Please show all lines of the records that include "PostRecord".

---------- SOURCE MATERIAL

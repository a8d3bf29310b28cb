//! Public profile pages and per-user liked posts.

use std::sync::Arc;

use thiserror::Error;

use crate::application::posts::{PostService, PostView};
use crate::application::repos::{FollowsRepo, PostsRepo, ProfileCounts, RepoError, UsersRepo};
use crate::domain::entities::{PostRecord, UserRecord};

#[derive(Debug, Error)]
pub enum ProfileError {
    #[error("user not found")]
    NotFound,
    #[error("this user's liked posts are private")]
    LikesPrivate,
    #[error(transparent)]
    Repo(#[from] RepoError),
}

/// Everything the profile page renders in one fetch.
#[derive(Debug, Clone)]
pub struct ProfileView {
    pub user: UserRecord,
    pub counts: ProfileCounts,
    pub is_following: bool,
    pub is_current_user: bool,
    pub posts: Vec<PostRecord>,
}

#[derive(Clone)]
pub struct ProfileService {
    users: Arc<dyn UsersRepo>,
    posts: Arc<dyn PostsRepo>,
    follows: Arc<dyn FollowsRepo>,
    post_service: PostService,
}

impl ProfileService {
    pub fn new(
        users: Arc<dyn UsersRepo>,
        posts: Arc<dyn PostsRepo>,
        follows: Arc<dyn FollowsRepo>,
        post_service: PostService,
    ) -> Self {
        Self {
            users,
            posts,
            follows,
            post_service,
        }
    }

    pub async fn show(
        &self,
        username: &str,
        viewer: Option<&UserRecord>,
    ) -> Result<ProfileView, ProfileError> {
        let user = self
            .users
            .find_by_username(username)
            .await?
            .ok_or(ProfileError::NotFound)?;

        let counts = self.users.profile_counts(user.id).await?;
        let is_current_user = viewer.map(|v| v.id) == Some(user.id);
        let is_following = match viewer {
            Some(viewer) if !is_current_user => {
                self.follows.is_following(viewer.id, user.id).await?
            }
            _ => false,
        };
        let posts = self.posts.list_by_author(user.id).await?;

        Ok(ProfileView {
            user,
            counts,
            is_following,
            is_current_user,
            posts,
        })
    }

    /// Likes are public by default; a user who turned `public_likes` off only
    /// exposes the list to themselves.
    pub async fn liked_posts(
        &self,
        username: &str,
        viewer: &UserRecord,
    ) -> Result<Vec<PostView>, ProfileError> {
        let target = self
            .users
            .find_by_username(username)
            .await?
            .ok_or(ProfileError::NotFound)?;

        if !target.public_likes && viewer.id != target.id {
            return Err(ProfileError::LikesPrivate);
        }

        let rows = self.posts.list_liked_by(target.id).await?;
        self.post_service
            .assemble(rows, Some(viewer))
            .await
            .map_err(|err| match err {
                crate::application::posts::PostError::Repo(repo) => ProfileError::Repo(repo),
                other => ProfileError::Repo(RepoError::from_persistence(other)),
            })
    }
}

--------------------

● **WRITTEN SOLUTION**
use crate::domain::entities::{PostRecord, UserRecord};
    pub posts: Vec<PostRecord>,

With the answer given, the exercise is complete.